> What to work on
Each entry must be output exactly as it appears.

> Task inputs
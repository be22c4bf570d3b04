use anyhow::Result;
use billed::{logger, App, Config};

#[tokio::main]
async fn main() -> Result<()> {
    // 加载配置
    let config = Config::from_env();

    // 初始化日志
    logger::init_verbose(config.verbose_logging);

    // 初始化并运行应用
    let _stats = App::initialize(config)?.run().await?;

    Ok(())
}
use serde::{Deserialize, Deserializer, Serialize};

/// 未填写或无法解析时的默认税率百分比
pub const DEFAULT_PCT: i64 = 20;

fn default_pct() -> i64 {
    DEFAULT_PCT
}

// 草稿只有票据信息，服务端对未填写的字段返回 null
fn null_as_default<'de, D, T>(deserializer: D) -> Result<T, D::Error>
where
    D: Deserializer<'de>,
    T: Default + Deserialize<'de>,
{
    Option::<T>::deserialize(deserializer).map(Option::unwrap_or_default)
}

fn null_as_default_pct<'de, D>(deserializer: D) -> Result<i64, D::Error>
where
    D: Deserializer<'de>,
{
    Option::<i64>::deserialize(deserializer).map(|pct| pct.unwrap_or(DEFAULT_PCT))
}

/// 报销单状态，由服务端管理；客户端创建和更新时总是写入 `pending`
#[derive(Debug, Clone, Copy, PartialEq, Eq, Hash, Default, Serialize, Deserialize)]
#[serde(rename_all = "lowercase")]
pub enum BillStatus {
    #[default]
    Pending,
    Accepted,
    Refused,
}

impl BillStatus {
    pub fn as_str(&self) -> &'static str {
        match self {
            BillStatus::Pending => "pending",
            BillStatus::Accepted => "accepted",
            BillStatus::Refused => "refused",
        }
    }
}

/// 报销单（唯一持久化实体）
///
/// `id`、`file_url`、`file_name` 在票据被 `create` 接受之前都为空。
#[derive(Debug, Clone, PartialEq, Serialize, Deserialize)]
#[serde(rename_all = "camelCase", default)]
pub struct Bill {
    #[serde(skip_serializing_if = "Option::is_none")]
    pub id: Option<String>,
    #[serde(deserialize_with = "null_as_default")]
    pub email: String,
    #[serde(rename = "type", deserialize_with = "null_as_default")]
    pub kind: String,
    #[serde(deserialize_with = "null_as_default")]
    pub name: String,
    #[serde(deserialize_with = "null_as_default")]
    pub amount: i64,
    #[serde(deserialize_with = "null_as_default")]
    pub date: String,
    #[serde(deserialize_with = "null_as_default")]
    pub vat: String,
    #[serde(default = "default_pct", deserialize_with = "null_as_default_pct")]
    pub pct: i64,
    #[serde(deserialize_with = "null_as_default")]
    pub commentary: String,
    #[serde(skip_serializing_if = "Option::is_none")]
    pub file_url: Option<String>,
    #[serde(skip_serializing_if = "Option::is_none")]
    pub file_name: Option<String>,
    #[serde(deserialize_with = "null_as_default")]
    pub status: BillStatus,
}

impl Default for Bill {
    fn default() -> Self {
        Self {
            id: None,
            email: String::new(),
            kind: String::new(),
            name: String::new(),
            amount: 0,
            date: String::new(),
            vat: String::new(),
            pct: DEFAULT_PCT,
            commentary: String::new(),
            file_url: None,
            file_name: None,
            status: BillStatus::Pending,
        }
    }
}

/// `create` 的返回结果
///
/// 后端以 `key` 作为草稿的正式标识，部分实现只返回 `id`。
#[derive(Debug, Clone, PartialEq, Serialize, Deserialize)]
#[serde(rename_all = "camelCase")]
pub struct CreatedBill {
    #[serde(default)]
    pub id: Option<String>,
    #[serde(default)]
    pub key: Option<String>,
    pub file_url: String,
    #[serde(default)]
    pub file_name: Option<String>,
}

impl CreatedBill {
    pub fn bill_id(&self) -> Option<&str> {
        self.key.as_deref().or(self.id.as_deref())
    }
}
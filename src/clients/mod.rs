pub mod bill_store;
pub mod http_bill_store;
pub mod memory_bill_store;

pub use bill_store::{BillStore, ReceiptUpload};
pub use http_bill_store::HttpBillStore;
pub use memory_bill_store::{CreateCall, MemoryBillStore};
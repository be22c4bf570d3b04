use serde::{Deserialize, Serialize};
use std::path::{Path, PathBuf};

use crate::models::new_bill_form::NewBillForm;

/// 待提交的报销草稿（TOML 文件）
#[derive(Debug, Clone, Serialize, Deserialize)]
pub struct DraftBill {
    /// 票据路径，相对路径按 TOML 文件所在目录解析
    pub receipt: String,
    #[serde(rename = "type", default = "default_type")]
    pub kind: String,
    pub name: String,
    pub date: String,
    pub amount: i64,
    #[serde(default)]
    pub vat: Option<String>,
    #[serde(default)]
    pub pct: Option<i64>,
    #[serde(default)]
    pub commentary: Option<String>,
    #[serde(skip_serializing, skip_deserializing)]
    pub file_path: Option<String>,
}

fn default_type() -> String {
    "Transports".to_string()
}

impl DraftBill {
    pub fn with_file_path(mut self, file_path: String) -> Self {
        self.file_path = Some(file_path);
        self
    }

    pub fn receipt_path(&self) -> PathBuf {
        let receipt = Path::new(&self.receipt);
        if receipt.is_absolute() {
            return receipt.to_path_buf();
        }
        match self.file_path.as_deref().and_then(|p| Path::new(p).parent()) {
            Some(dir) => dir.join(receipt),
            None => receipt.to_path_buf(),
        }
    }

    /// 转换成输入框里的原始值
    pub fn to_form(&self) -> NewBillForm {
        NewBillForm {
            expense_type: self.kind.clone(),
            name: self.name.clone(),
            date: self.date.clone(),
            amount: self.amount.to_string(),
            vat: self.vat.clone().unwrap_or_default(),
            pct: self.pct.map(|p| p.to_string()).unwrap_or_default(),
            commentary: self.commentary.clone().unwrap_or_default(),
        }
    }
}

> Solution to the problem
repository be22c4bf570d3b04
use anyhow::Result;
use billed::{logger, App, Config};

#[tokio::main]
async fn main() -> Result<()> {
    // 加载配置
    let config = Config::from_env();

    // 初始化日志
    logger::init_verbose(config.verbose_logging);

    // 初始化并运行应用
    let _stats = App::initialize(config)?.run().await?;

    Ok(())
}
use serde::{Deserialize, Deserializer, Serialize};

/// 未填写或无法解析时的默认税率百分比
pub const DEFAULT_PCT: i64 = 20;

fn default_pct() -> i64 {
    DEFAULT_PCT
}

// 草稿只有票据信息，服务端对未填写的字段返回 null
fn null_as_default<'de, D, T>(deserializer: D) -> Result<T, D::Error>
where
    D: Deserializer<'de>,
    T: Default + Deserialize<'de>,
{
    Option::<T>::deserialize(deserializer).map(Option::unwrap_or_default)
}

fn null_as_default_pct<'de, D>(deserializer: D) -> Result<i64, D::Error>
where
    D: Deserializer<'de>,
{
    Option::<i64>::deserialize(deserializer).map(|pct| pct.unwrap_or(DEFAULT_PCT))
}

/// 报销单状态，由服务端管理；客户端创建和更新时总是写入 `pending`
#[derive(Debug, Clone, Copy, PartialEq, Eq, Hash, Default, Serialize, Deserialize)]
#[serde(rename_all = "lowercase")]
pub enum BillStatus {
    #[default]
    Pending,
    Accepted,
    Refused,
}

impl BillStatus {
    pub fn as_str(&self) -> &'static str {
        match self {
            BillStatus::Pending => "pending",
            BillStatus::Accepted => "accepted",
            BillStatus::Refused => "refused",
        }
    }
}

/// 报销单（唯一持久化实体）
///
/// `id`、`file_url`、`file_name` 在票据被 `create` 接受之前都为空。
#[derive(Debug, Clone, PartialEq, Serialize, Deserialize)]
#[serde(rename_all = "camelCase", default)]
pub struct Bill {
    #[serde(skip_serializing_if = "Option::is_none")]
    pub id: Option<String>,
    #[serde(deserialize_with = "null_as_default")]
    pub email: String,
    #[serde(rename = "type", deserialize_with = "null_as_default")]
    pub kind: String,
    #[serde(deserialize_with = "null_as_default")]
    pub name: String,
    #[serde(deserialize_with = "null_as_default")]
    pub amount: i64,
    #[serde(deserialize_with = "null_as_default")]
    pub date: String,
    #[serde(deserialize_with = "null_as_default")]
    pub vat: String,
    #[serde(default = "default_pct", deserialize_with = "null_as_default_pct")]
    pub pct: i64,
    #[serde(deserialize_with = "null_as_default")]
    pub commentary: String,
    #[serde(skip_serializing_if = "Option::is_none")]
    pub file_url: Option<String>,
    #[serde(skip_serializing_if = "Option::is_none")]
    pub file_name: Option<String>,
    #[serde(deserialize_with = "null_as_default")]
    pub status: BillStatus,
}

impl Default for Bill {
    fn default() -> Self {
        Self {
            id: None,
            email: String::new(),
            kind: String::new(),
            name: String::new(),
            amount: 0,
            date: String::new(),
            vat: String::new(),
            pct: DEFAULT_PCT,
            commentary: String::new(),
            file_url: None,
            file_name: None,
            status: BillStatus::Pending,
        }
    }
}

/// `create` 的返回结果
///
/// 后端以 `key` 作为草稿的正式标识，部分实现只返回 `id`。
#[derive(Debug, Clone, PartialEq, Serialize, Deserialize)]
#[serde(rename_all = "camelCase")]
pub struct CreatedBill {
    #[serde(default)]
    pub id: Option<String>,
    #[serde(default)]
    pub key: Option<String>,
    pub file_url: String,
    #[serde(default)]
    pub file_name: Option<String>,
}

impl CreatedBill {
    pub fn bill_id(&self) -> Option<&str> {
        self.key.as_deref().or(self.id.as_deref())
    }
}
filename src/clients/mod.rs
pub mod bill_store;
pub mod http_bill_store;
pub mod memory_bill_store;

pub use bill_store::{BillStore, ReceiptUpload};
pub use http_bill_store::HttpBillStore;
pub use memory_bill_store::{CreateCall, MemoryBillStore};
repository be22c4bf570d3b04
use serde::{Deserialize, Serialize};
use std::path::{Path, PathBuf};

use crate::models::new_bill_form::NewBillForm;

/// 待提交的报销草稿（TOML 文件）
#[derive(Debug, Clone, Serialize, Deserialize)]
pub struct DraftBill {
    /// 票据路径，相对路径按 TOML 文件所在目录解析
    pub receipt: String,
    #[serde(rename = "type", default = "default_type")]
    pub kind: String,
    pub name: String,
    pub date: String,
    pub amount: i64,
    #[serde(default)]
    pub vat: Option<String>,
    #[serde(default)]
    pub pct: Option<i64>,
    #[serde(default)]
    pub commentary: Option<String>,
    #[serde(skip_serializing, skip_deserializing)]
    pub file_path: Option<String>,
}

fn default_type() -> String {
    "Transports".to_string()
}

impl DraftBill {
    pub fn with_file_path(mut self, file_path: String) -> Self {
        self.file_path = Some(file_path);
        self
    }

    pub fn receipt_path(&self) -> PathBuf {
        let receipt = Path::new(&self.receipt);
        if receipt.is_absolute() {
            return receipt.to_path_buf();
        }
        match self.file_path.as_deref().and_then(|p| Path::new(p).parent()) {
            Some(dir) => dir.join(receipt),
            None => receipt.to_path_buf(),
        }
    }

    /// 转换成输入框里的原始值
    pub fn to_form(&self) -> NewBillForm {
        NewBillForm {
            expense_type: self.kind.clone(),
            name: self.name.clone(),
            date: self.date.clone(),
            amount: self.amount.to_string(),
            vat: self.vat.clone().unwrap_or_default(),
            pct: self.pct.map(|p| p.to_string()).unwrap_or_default(),
            commentary: self.commentary.clone().unwrap_or_default(),
        }
    }
}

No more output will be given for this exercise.